*What the exercise asks*: Scan the lines below for the word "Deserialize". Copy each line you find it in.

*Entries supplied*:
# # #
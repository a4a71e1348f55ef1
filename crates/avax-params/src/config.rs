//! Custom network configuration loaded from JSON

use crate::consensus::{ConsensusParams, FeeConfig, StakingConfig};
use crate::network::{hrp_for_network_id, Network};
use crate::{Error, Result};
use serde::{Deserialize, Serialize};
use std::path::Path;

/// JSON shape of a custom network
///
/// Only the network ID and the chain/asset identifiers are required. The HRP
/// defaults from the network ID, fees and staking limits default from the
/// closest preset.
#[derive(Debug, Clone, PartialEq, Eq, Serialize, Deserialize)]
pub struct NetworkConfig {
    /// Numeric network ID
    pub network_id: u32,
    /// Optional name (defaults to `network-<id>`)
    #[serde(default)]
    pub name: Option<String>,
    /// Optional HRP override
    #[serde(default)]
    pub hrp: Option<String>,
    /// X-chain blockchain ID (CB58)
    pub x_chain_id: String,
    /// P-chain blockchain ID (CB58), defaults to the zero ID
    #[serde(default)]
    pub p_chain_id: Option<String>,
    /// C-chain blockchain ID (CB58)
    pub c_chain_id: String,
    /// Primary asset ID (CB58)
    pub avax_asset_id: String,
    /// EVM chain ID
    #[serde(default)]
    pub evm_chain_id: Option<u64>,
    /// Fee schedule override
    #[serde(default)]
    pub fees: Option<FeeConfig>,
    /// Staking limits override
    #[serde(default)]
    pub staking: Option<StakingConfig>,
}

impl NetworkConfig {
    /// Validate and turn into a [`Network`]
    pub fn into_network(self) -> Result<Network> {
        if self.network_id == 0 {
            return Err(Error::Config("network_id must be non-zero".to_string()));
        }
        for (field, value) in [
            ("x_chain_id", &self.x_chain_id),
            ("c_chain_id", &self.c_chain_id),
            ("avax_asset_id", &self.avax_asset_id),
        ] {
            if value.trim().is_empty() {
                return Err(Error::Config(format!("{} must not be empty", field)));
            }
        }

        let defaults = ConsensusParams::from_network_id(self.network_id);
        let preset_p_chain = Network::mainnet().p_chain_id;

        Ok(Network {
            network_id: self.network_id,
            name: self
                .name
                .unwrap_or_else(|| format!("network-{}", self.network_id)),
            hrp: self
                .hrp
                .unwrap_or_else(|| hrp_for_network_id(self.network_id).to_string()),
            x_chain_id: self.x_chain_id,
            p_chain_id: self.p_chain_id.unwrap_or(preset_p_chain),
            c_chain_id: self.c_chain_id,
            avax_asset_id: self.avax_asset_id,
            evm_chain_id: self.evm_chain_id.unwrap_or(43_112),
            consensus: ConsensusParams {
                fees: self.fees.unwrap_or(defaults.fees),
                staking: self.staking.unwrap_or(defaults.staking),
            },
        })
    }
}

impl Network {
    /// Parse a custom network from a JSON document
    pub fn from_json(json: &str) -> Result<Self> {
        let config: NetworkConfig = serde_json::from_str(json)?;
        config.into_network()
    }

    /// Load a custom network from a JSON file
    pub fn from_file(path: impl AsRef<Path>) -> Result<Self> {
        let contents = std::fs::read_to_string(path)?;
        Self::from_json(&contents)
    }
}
# # #
*Output for this task*:
use serde::{Deserialize, Serialize};
#[derive(Debug, Clone, PartialEq, Eq, Serialize, Deserialize)]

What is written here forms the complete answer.